> _Dataset entries_:
=== Section Start ===

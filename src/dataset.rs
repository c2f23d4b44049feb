//! Dataset files and sparse sample conversion.
//!
//! Dense files hold one sample per line with values separated by spaces and
//! no header. Sparse samples are lists of `index:value` pairs.

use crate::error::{GmmError, Result};
use std::fs::File;
use std::io::{BufRead, BufReader, BufWriter, Write};
use std::path::Path;

/// A sparse sample: `(index, value)` pairs, unordered.
pub type SparseSample = Vec<(usize, f64)>;

/// Reads a dense dataset.
///
/// Blank lines are skipped. A line with a different number of values than
/// the first one is a `DimensionMismatch`.
pub fn read_dense_dataset<R: BufRead>(reader: R) -> Result<Vec<Vec<f64>>> {
    let mut data: Vec<Vec<f64>> = Vec::new();

    for (i, line) in reader.lines().enumerate() {
        let line = line?;
        let line_no = i + 1;
        if line.trim().is_empty() {
            continue;
        }

        let sample = line
            .split_whitespace()
            .map(|token| {
                token.parse::<f64>().map_err(|e| GmmError::Parse {
                    line: line_no,
                    message: format!("'{}': {}", token, e),
                })
            })
            .collect::<Result<Vec<f64>>>()?;

        if let Some(first) = data.first() {
            if first.len() != sample.len() {
                return Err(GmmError::DimensionMismatch {
                    expected: first.len(),
                    found: sample.len(),
                });
            }
        }
        data.push(sample);
    }

    Ok(data)
}

/// Reads a dense dataset file.
pub fn load_dense_dataset<P: AsRef<Path>>(path: P) -> Result<Vec<Vec<f64>>> {
    let file = File::open(path)?;
    read_dense_dataset(BufReader::new(file))
}

/// Writes samples one per line, values separated by single spaces.
pub fn write_dense_dataset<W: Write>(writer: &mut W, data: &[Vec<f64>]) -> Result<()> {
    for sample in data {
        let line: Vec<String> = sample.iter().map(|v| format!("{:?}", v)).collect();
        writeln!(writer, "{}", line.join(" "))?;
    }
    Ok(())
}

/// Writes a dense dataset file, replacing any existing one.
pub fn save_dense_dataset<P: AsRef<Path>>(path: P, data: &[Vec<f64>]) -> Result<()> {
    let file = File::create(path)?;
    let mut writer = BufWriter::new(file);
    write_dense_dataset(&mut writer, data)?;
    writer.flush()?;
    Ok(())
}

/// Parses one sparse line of `index:value` tokens.
///
/// `line_no` is only used in error messages.
pub fn parse_sparse_line(line: &str, line_no: usize) -> Result<SparseSample> {
    line.split_whitespace()
        .map(|token| {
            let (index, value) = token.split_once(':').ok_or_else(|| GmmError::Parse {
                line: line_no,
                message: format!("'{}' is not index:value", token),
            })?;
            let index = index.parse::<usize>().map_err(|e| GmmError::Parse {
                line: line_no,
                message: format!("index '{}': {}", index, e),
            })?;
            let value = value.parse::<f64>().map_err(|e| GmmError::Parse {
                line: line_no,
                message: format!("value '{}': {}", value, e),
            })?;
            Ok((index, value))
        })
        .collect()
}

/// Expands a sparse sample to `dim` values.
///
/// Indices at or past `dim` are dropped without error. A repeated index
/// keeps its last value.
pub fn sparse_to_dense(sample: &[(usize, f64)], dim: usize) -> Vec<f64> {
    let mut dense = vec![0.0; dim];
    for &(index, value) in sample {
        if let Some(slot) = dense.get_mut(index) {
            *slot = value;
        }
    }
    dense
}

/// Expands sparse samples to a dense dataset of dimension `max index + 1`.
pub fn sparse_dataset_to_dense(samples: &[SparseSample]) -> Vec<Vec<f64>> {
    let dim = samples
        .iter()
        .flat_map(|s| s.iter().map(|&(index, _)| index + 1))
        .max()
        .unwrap_or(0);

    samples.iter().map(|s| sparse_to_dense(s, dim)).collect()
}

#[cfg(test)]
mod tests {
    use super::*;
    use std::io::Cursor;

    #[test]
    fn test_read_dense() {
        let text = "1 2.5 -3\n\n4e-2 0 7\n";
        let data = read_dense_dataset(Cursor::new(text)).unwrap();
        assert_eq!(data, vec![vec![1.0, 2.5, -3.0], vec![0.04, 0.0, 7.0]]);
    }

    #[test]
    fn test_read_dense_rejects_ragged_lines() {
        let err = read_dense_dataset(Cursor::new("1 2\n3\n")).unwrap_err();
        assert!(matches!(err, GmmError::DimensionMismatch { expected: 2, found: 1 }));

        let err = read_dense_dataset(Cursor::new("1 x\n")).unwrap_err();
        assert!(matches!(err, GmmError::Parse { line: 1, .. }));
    }

    #[test]
    fn test_write_then_read() {
        let data = vec![vec![0.1, -2.0], vec![1e-9, 3.25]];
        let mut buf = Vec::new();
        write_dense_dataset(&mut buf, &data).unwrap();
        assert_eq!(String::from_utf8(buf.clone()).unwrap(), "0.1 -2.0\n1e-9 3.25\n");
        assert_eq!(read_dense_dataset(Cursor::new(buf)).unwrap(), data);
    }

    #[test]
    fn test_file_round_trip() {
        let dir = tempfile::tempdir().unwrap();
        let path = dir.path().join("data.txt");
        let data = vec![vec![1.0, 2.0, 3.0]; 4];
        save_dense_dataset(&path, &data).unwrap();
        assert_eq!(load_dense_dataset(&path).unwrap(), data);
    }

    #[test]
    fn test_parse_sparse_line() {
        assert_eq!(parse_sparse_line("0:1.5 3:-2", 1).unwrap(), vec![(0, 1.5), (3, -2.0)]);
        assert!(parse_sparse_line("", 1).unwrap().is_empty());
        assert!(parse_sparse_line("4", 7).is_err());
        assert!(parse_sparse_line("a:1", 1).is_err());
        assert!(parse_sparse_line("1:b", 1).is_err());
    }

    #[test]
    fn test_sparse_to_dense_drops_out_of_range() {
        let sample = vec![(0, 1.0), (2, 3.0), (9, 4.0)];
        assert_eq!(sparse_to_dense(&sample, 3), vec![1.0, 0.0, 3.0]);
    }

    #[test]
    fn test_sparse_dataset_dimension() {
        let samples = vec![vec![(1, 1.0)], vec![(4, 2.0), (0, 5.0)], vec![]];
        let dense = sparse_dataset_to_dense(&samples);
        assert_eq!(dense.len(), 3);
        assert!(dense.iter().all(|x| x.len() == 5));
        assert_eq!(dense[1], vec![5.0, 0.0, 0.0, 0.0, 2.0]);
        assert_eq!(dense[2], vec![0.0; 5]);
    }
}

=== Section End ===

> _What is required_: Produce a verbatim copy of each record above.

> _Answer below_:
filename src/dataset.rs
repository c2f23d4b44049feb
//! Dataset files and sparse sample conversion.
//!
//! Dense files hold one sample per line with values separated by spaces and
//! no header. Sparse samples are lists of `index:value` pairs.

use crate::error::{GmmError, Result};
use std::fs::File;
use std::io::{BufRead, BufReader, BufWriter, Write};
use std::path::Path;

/// A sparse sample: `(index, value)` pairs, unordered.
pub type SparseSample = Vec<(usize, f64)>;

/// Reads a dense dataset.
///
/// Blank lines are skipped. A line with a different number of values than
/// the first one is a `DimensionMismatch`.
pub fn read_dense_dataset<R: BufRead>(reader: R) -> Result<Vec<Vec<f64>>> {
    let mut data: Vec<Vec<f64>> = Vec::new();

    for (i, line) in reader.lines().enumerate() {
        let line = line?;
        let line_no = i + 1;
        if line.trim().is_empty() {
            continue;
        }

        let sample = line
            .split_whitespace()
            .map(|token| {
                token.parse::<f64>().map_err(|e| GmmError::Parse {
                    line: line_no,
                    message: format!("'{}': {}", token, e),
                })
            })
            .collect::<Result<Vec<f64>>>()?;

        if let Some(first) = data.first() {
            if first.len() != sample.len() {
                return Err(GmmError::DimensionMismatch {
                    expected: first.len(),
                    found: sample.len(),
                });
            }
        }
        data.push(sample);
    }

    Ok(data)
}

/// Reads a dense dataset file.
pub fn load_dense_dataset<P: AsRef<Path>>(path: P) -> Result<Vec<Vec<f64>>> {
    let file = File::open(path)?;
    read_dense_dataset(BufReader::new(file))
}

/// Writes samples one per line, values separated by single spaces.
pub fn write_dense_dataset<W: Write>(writer: &mut W, data: &[Vec<f64>]) -> Result<()> {
    for sample in data {
        let line: Vec<String> = sample.iter().map(|v| format!("{:?}", v)).collect();
        writeln!(writer, "{}", line.join(" "))?;
    }
    Ok(())
}

/// Writes a dense dataset file, replacing any existing one.
pub fn save_dense_dataset<P: AsRef<Path>>(path: P, data: &[Vec<f64>]) -> Result<()> {
    let file = File::create(path)?;
    let mut writer = BufWriter::new(file);
    write_dense_dataset(&mut writer, data)?;
    writer.flush()?;
    Ok(())
}

/// Parses one sparse line of `index:value` tokens.
///
/// `line_no` is only used in error messages.
pub fn parse_sparse_line(line: &str, line_no: usize) -> Result<SparseSample> {
    line.split_whitespace()
        .map(|token| {
            let (index, value) = token.split_once(':').ok_or_else(|| GmmError::Parse {
                line: line_no,
                message: format!("'{}' is not index:value", token),
            })?;
            let index = index.parse::<usize>().map_err(|e| GmmError::Parse {
                line: line_no,
                message: format!("index '{}': {}", index, e),
            })?;
            let value = value.parse::<f64>().map_err(|e| GmmError::Parse {
                line: line_no,
                message: format!("value '{}': {}", value, e),
            })?;
            Ok((index, value))
        })
        .collect()
}

/// Expands a sparse sample to `dim` values.
///
/// Indices at or past `dim` are dropped without error. A repeated index
/// keeps its last value.
pub fn sparse_to_dense(sample: &[(usize, f64)], dim: usize) -> Vec<f64> {
    let mut dense = vec![0.0; dim];
    for &(index, value) in sample {
        if let Some(slot) = dense.get_mut(index) {
            *slot = value;
        }
    }
    dense
}

/// Expands sparse samples to a dense dataset of dimension `max index + 1`.
pub fn sparse_dataset_to_dense(samples: &[SparseSample]) -> Vec<Vec<f64>> {
    let dim = samples
        .iter()
        .flat_map(|s| s.iter().map(|&(index, _)| index + 1))
        .max()
        .unwrap_or(0);

    samples.iter().map(|s| sparse_to_dense(s, dim)).collect()
}

#[cfg(test)]
mod tests {
    use super::*;
    use std::io::Cursor;

    #[test]
    fn test_read_dense() {
        let text = "1 2.5 -3\n\n4e-2 0 7\n";
        let data = read_dense_dataset(Cursor::new(text)).unwrap();
        assert_eq!(data, vec![vec![1.0, 2.5, -3.0], vec![0.04, 0.0, 7.0]]);
    }

    #[test]
    fn test_read_dense_rejects_ragged_lines() {
        let err = read_dense_dataset(Cursor::new("1 2\n3\n")).unwrap_err();
        assert!(matches!(err, GmmError::DimensionMismatch { expected: 2, found: 1 }));

        let err = read_dense_dataset(Cursor::new("1 x\n")).unwrap_err();
        assert!(matches!(err, GmmError::Parse { line: 1, .. }));
    }

    #[test]
    fn test_write_then_read() {
        let data = vec![vec![0.1, -2.0], vec![1e-9, 3.25]];
        let mut buf = Vec::new();
        write_dense_dataset(&mut buf, &data).unwrap();
        assert_eq!(String::from_utf8(buf.clone()).unwrap(), "0.1 -2.0\n1e-9 3.25\n");
        assert_eq!(read_dense_dataset(Cursor::new(buf)).unwrap(), data);
    }

    #[test]
    fn test_file_round_trip() {
        let dir = tempfile::tempdir().unwrap();
        let path = dir.path().join("data.txt");
        let data = vec![vec![1.0, 2.0, 3.0]; 4];
        save_dense_dataset(&path, &data).unwrap();
        assert_eq!(load_dense_dataset(&path).unwrap(), data);
    }

    #[test]
    fn test_parse_sparse_line() {
        assert_eq!(parse_sparse_line("0:1.5 3:-2", 1).unwrap(), vec![(0, 1.5), (3, -2.0)]);
        assert!(parse_sparse_line("", 1).unwrap().is_empty());
        assert!(parse_sparse_line("4", 7).is_err());
        assert!(parse_sparse_line("a:1", 1).is_err());
        assert!(parse_sparse_line("1:b", 1).is_err());
    }

    #[test]
    fn test_sparse_to_dense_drops_out_of_range() {
        let sample = vec![(0, 1.0), (2, 3.0), (9, 4.0)];
        assert_eq!(sparse_to_dense(&sample, 3), vec![1.0, 0.0, 3.0]);
    }

    #[test]
    fn test_sparse_dataset_dimension() {
        let samples = vec![vec![(1, 1.0)], vec![(4, 2.0), (0, 5.0)], vec![]];
        let dense = sparse_dataset_to_dense(&samples);
        assert_eq!(dense.len(), 3);
        assert!(dense.iter().all(|x| x.len() == 5));
        assert_eq!(dense[1], vec![5.0, 0.0, 0.0, 0.0, 2.0]);
        assert_eq!(dense[2], vec![0.0; 5]);
    }
}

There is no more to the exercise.